→ Records supplied
//! Shared testing utilities for hardenkit integration tests.

#![allow(dead_code)]

use assert_cmd::Command;
use assert_fs::TempDir;
use assert_fs::prelude::*;
use std::fs;
use std::path::{Path, PathBuf};

pub const COMMON_PASSWORD: &str = "etc/pam.d/common-password";
pub const COMMON_AUTH: &str = "etc/pam.d/common-auth";
pub const SYSCTL_CONF: &str = "etc/sysctl.conf";

pub const COMMON_PASSWORD_FIXTURE: &str = "\
# /etc/pam.d/common-password - password-related modules common to all services
password\trequisite\t\t\tpam_pwquality.so retry=3
password\t[success=1 default=ignore]\tpam_unix.so obscure use_authtok try_first_pass yescrypt
password\trequisite\t\t\tpam_deny.so
password\trequired\t\t\tpam_permit.so
";

pub const COMMON_AUTH_FIXTURE: &str = "\
auth\t[success=1 default=ignore]\tpam_unix.so nullok
auth\trequisite\t\t\tpam_deny.so
auth\trequired\t\t\tpam_permit.so
";

pub const SYSCTL_FIXTURE: &str = "\
# /etc/sysctl.conf - Configuration file for setting system variables
#net.ipv4.tcp_syncookies=1
net.ipv4.conf.all.rp_filter=1
";

/// Testing harness: a sandboxed system root plus a config file pointing at it.
pub struct TestContext {
    dir: TempDir,
    root: PathBuf,
    config_path: PathBuf,
}

impl TestContext {
    /// Create a sandbox with the three managed files and sysctl reload off.
    pub fn new() -> Self {
        Self::with_config_tail("")
    }

    /// Like [`TestContext::new`], appending `tail` to the generated config.
    pub fn with_config_tail(tail: &str) -> Self {
        let dir = TempDir::new().expect("Failed to create temp directory for tests");
        let root = dir.path().join("root");

        dir.child("root/etc/pam.d").create_dir_all().unwrap();
        dir.child("root").child(COMMON_PASSWORD).write_str(COMMON_PASSWORD_FIXTURE).unwrap();
        dir.child("root").child(COMMON_AUTH).write_str(COMMON_AUTH_FIXTURE).unwrap();
        dir.child("root").child(SYSCTL_CONF).write_str(SYSCTL_FIXTURE).unwrap();

        let config_path = dir.path().join("hardenkit.toml");
        let config = format!(
            "[system]\nroot = \"{}\"\n\n[sysctl]\nreload = false\n\n\
             [logging]\nfilter = \"warn\"\n\n{}",
            root.display(),
            tail
        );
        fs::write(&config_path, config).expect("Failed to write test config");

        Self { dir, root, config_path }
    }

    /// The emulated `/`.
    pub fn root(&self) -> &Path {
        &self.root
    }

    pub fn config_path(&self) -> &Path {
        &self.config_path
    }

    /// Build a command for invoking the compiled `hardenkit` binary.
    pub fn cli(&self) -> Command {
        let mut cmd = Command::cargo_bin("hardenkit").expect("Failed to locate hardenkit binary");
        cmd.current_dir(self.dir.path())
            .env("HARDENKIT_CONFIG", &self.config_path)
            .env_remove("RUST_LOG");
        cmd
    }

    pub fn read(&self, relative: &str) -> String {
        fs::read_to_string(self.root.join(relative)).expect("Failed to read managed file")
    }

    pub fn remove(&self, relative: &str) {
        fs::remove_file(self.root.join(relative)).expect("Failed to remove managed file");
    }

    /// Backups of `relative`, sorted by name.
    pub fn backups(&self, relative: &str) -> Vec<PathBuf> {
        let path = self.root.join(relative);
        let dir = path.parent().expect("managed file has a parent");
        let prefix = format!("{}.backup-", path.file_name().unwrap().to_string_lossy());

        let mut backups: Vec<PathBuf> = fs::read_dir(dir)
            .expect("Failed to list directory")
            .map(|entry| entry.unwrap().path())
            .filter(|p| p.file_name().unwrap().to_string_lossy().starts_with(&prefix))
            .collect();
        backups.sort();
        backups
    }
}
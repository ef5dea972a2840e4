mod fixed_clock;
mod memory_filesystem;
mod stub_diff;
mod stub_sysctl;

pub use self::fixed_clock::FixedClock;
pub use self::memory_filesystem::MemoryFilesystem;
pub use self::stub_diff::StubDiff;
pub use self::stub_sysctl::StubSysctl;
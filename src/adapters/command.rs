//! Helpers for running external programs with typed argument lists.

use std::io;
use std::process::{Command, Output, Stdio};

/// `program arg1 arg2 ...` for error messages.
pub(crate) fn describe(command: &Command) -> String {
    let mut parts = vec![command.get_program().to_string_lossy().into_owned()];
    parts.extend(command.get_args().map(|arg| arg.to_string_lossy().into_owned()));
    parts.join(" ")
}

/// Run `command` to completion with stdin closed.
pub(crate) fn output(command: &mut Command) -> io::Result<Output> {
    command.stdin(Stdio::null()).output().map_err(|err| {
        io::Error::new(err.kind(), format!("failed to run '{}': {}", describe(command), err))
    })
}

/// Error for a command that ran but did not succeed.
pub(crate) fn failure(command: &Command, output: &Output) -> io::Error {
    let stderr = String::from_utf8_lossy(&output.stderr).trim().to_string();
    let status =
        output.status.code().map_or_else(|| "a signal".to_string(), |code| code.to_string());
    let details = if stderr.is_empty() { "no error output".to_string() } else { stderr };
    io::Error::other(format!("'{}' exited with {}: {}", describe(command), status, details))
}

/// Run `command` and return its stdout, failing on a non-zero exit.
pub(crate) fn stdout(command: &mut Command) -> io::Result<Vec<u8>> {
    let output = output(command)?;
    if !output.status.success() {
        return Err(failure(command, &output));
    }
    Ok(output.stdout)
}

/// Run `command` and report only whether it exited zero.
pub(crate) fn succeeds(command: &mut Command) -> io::Result<bool> {
    Ok(output(command)?.status.success())
}
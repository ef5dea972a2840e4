use std::sync::{Arc, Mutex};

use chrono::{DateTime, TimeZone, Utc};

use crate::ports::Clock;

/// Clock frozen at a settable instant.
#[derive(Clone, Debug)]
pub struct FixedClock {
    now: Arc<Mutex<DateTime<Utc>>>,
}

impl FixedClock {
    pub fn at(now: DateTime<Utc>) -> Self {
        Self { now: Arc::new(Mutex::new(now)) }
    }

    pub fn set(&self, now: DateTime<Utc>) {
        *self.now.lock().unwrap() = now;
    }
}

impl Default for FixedClock {
    /// 2024-03-01 12:30:45 UTC.
    fn default() -> Self {
        Self::at(Utc.with_ymd_and_hms(2024, 3, 1, 12, 30, 45).unwrap())
    }
}

impl Clock for FixedClock {
    fn now(&self) -> DateTime<Utc> {
        *self.now.lock().unwrap()
    }
}
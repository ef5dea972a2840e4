//! Backup path naming.

use std::ffi::OsString;
use std::path::{Path, PathBuf};

use chrono::{DateTime, Utc};

/// Marker placed between the original path and the timestamp.
pub const BACKUP_MARKER: &str = ".backup-";

/// Timestamp layout used in backup names (second resolution).
pub const BACKUP_TIMESTAMP_FORMAT: &str = "%Y-%m-%d-%H-%M-%S";

/// `<path>.backup-<YYYY-MM-DD-HH-MM-SS>` for a backup taken at `at`.
pub fn backup_path(path: &Path, at: DateTime<Utc>) -> PathBuf {
    let mut name = OsString::from(path.as_os_str());
    name.push(BACKUP_MARKER);
    name.push(at.format(BACKUP_TIMESTAMP_FORMAT).to_string());
    PathBuf::from(name)
}

/// Candidate name for the `attempt`-th try at the same timestamp.
///
/// Attempt 0 is the plain name; later attempts append `.1`, `.2`, ...
pub fn disambiguated(base: &Path, attempt: u32) -> PathBuf {
    if attempt == 0 {
        return base.to_path_buf();
    }
    let mut name = OsString::from(base.as_os_str());
    name.push(format!(".{attempt}"));
    PathBuf::from(name)
}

→ The task
The answer must be the number of lines in the records where the string "trequired" is found, stated alone.

→ Response area
2